-------- SUPPLIED MATERIAL

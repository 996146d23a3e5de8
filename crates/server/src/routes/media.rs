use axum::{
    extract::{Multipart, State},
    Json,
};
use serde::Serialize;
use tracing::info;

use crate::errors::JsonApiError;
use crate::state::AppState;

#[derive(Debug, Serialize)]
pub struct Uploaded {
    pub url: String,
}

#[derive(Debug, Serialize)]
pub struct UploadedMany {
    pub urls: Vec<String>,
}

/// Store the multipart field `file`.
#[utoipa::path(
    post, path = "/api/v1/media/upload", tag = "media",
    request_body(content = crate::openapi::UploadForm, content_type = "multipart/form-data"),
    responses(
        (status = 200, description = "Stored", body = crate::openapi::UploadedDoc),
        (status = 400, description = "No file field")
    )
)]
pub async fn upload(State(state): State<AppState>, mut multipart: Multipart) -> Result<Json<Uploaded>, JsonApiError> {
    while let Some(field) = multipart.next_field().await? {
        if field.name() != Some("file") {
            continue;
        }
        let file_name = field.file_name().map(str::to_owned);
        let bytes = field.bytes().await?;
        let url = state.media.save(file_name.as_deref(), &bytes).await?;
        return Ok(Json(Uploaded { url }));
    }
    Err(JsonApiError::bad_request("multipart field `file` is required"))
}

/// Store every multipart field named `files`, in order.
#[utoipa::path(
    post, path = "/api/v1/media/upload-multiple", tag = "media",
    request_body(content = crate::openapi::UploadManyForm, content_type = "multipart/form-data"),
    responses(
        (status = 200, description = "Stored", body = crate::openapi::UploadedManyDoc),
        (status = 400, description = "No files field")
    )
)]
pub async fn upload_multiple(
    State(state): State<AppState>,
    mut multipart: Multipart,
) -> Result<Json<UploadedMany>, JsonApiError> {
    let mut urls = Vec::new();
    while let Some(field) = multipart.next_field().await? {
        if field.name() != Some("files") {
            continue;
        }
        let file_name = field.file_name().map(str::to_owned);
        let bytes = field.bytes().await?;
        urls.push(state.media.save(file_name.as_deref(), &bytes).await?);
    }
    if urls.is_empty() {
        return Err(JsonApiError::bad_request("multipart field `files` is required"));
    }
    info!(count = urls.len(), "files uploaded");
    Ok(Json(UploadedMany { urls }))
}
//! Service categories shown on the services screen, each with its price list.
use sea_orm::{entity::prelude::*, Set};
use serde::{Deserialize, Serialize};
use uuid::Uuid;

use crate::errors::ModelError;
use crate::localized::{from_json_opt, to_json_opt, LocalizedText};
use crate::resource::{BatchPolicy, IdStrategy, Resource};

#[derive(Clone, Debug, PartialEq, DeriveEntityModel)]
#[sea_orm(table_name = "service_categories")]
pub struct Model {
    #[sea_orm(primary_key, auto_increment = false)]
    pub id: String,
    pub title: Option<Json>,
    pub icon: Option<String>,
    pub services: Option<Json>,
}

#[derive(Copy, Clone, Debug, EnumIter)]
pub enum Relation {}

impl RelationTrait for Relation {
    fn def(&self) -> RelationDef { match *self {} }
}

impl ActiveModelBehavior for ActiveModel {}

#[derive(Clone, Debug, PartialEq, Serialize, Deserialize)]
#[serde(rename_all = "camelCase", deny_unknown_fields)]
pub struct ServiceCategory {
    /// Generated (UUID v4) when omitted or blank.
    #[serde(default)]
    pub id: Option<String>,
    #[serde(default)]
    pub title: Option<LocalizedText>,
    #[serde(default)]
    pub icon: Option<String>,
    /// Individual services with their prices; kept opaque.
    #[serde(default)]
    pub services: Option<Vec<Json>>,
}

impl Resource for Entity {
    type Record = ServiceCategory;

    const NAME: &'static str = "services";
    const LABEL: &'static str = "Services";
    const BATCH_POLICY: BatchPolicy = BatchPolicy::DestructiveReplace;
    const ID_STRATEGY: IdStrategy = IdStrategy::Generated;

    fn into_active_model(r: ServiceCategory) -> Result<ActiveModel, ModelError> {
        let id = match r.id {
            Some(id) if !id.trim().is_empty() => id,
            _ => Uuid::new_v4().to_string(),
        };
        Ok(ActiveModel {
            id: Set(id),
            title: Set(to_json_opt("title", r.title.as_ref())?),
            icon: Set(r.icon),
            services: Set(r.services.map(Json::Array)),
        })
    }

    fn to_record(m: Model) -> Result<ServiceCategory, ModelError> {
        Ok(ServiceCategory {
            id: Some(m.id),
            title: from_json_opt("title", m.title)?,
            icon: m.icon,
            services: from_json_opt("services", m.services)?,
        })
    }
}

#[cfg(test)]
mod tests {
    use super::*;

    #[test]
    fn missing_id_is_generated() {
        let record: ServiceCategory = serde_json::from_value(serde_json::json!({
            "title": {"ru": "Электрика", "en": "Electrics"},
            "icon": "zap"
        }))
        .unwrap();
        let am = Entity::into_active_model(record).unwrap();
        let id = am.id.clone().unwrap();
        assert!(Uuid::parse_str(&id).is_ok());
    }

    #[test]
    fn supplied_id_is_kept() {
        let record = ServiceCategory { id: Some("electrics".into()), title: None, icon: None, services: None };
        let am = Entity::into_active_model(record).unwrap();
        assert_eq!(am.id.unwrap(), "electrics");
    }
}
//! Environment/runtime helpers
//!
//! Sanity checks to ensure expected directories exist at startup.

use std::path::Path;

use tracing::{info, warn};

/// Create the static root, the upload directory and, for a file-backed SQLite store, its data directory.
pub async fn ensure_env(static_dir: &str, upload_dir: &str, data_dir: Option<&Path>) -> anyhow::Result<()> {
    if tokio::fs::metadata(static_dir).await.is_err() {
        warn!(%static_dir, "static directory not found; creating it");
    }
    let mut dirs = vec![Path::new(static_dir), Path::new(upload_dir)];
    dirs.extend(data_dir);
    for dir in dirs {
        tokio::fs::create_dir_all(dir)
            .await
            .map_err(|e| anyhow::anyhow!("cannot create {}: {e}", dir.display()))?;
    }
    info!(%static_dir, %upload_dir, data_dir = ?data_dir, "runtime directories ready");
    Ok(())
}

----------------
-------- SUPPLIED MATERIAL

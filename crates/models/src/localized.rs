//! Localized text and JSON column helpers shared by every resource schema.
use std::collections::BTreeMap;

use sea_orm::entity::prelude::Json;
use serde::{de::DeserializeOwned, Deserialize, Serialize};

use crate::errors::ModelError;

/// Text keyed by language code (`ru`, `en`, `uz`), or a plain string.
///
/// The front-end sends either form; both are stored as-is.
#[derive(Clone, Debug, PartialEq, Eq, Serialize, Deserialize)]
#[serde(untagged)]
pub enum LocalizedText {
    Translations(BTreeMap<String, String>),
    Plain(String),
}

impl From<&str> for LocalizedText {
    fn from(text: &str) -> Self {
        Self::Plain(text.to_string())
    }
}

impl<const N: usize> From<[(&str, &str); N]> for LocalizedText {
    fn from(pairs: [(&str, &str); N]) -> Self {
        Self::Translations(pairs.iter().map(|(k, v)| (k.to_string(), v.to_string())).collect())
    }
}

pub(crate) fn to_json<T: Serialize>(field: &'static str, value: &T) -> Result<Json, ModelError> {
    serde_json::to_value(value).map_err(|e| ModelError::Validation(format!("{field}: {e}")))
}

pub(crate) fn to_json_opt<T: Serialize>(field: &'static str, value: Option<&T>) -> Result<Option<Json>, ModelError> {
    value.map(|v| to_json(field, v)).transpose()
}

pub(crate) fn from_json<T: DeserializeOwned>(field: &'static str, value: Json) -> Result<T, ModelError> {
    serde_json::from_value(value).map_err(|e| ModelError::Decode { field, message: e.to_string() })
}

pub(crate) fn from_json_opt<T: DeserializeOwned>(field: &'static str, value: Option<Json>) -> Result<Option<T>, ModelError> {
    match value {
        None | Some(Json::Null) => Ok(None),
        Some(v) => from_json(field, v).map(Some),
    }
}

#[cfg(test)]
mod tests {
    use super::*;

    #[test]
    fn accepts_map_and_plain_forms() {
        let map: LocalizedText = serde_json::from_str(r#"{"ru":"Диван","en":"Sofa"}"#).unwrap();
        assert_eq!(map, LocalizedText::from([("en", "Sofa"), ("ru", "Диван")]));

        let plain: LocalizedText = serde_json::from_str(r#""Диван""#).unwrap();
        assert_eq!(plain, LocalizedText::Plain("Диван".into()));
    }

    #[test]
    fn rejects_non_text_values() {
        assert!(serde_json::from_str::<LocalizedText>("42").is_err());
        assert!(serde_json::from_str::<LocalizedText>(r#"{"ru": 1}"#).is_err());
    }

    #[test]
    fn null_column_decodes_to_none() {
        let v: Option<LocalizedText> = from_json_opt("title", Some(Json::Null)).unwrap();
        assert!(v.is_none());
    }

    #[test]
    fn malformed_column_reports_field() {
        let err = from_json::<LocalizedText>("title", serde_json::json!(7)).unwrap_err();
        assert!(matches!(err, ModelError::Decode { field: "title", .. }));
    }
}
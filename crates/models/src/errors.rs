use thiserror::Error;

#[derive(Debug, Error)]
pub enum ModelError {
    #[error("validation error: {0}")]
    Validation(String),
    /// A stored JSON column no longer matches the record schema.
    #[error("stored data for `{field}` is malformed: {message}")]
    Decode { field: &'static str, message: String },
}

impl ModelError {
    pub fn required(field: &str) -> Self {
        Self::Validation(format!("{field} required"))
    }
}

----------------

*TASK DIRECTIONS*: Search the entries for the string "every" and copy each line where it occurs.

*ANSWER*:
/// Store every multipart field named `files`, in order.
//! Localized text and JSON column helpers shared by every resource schema.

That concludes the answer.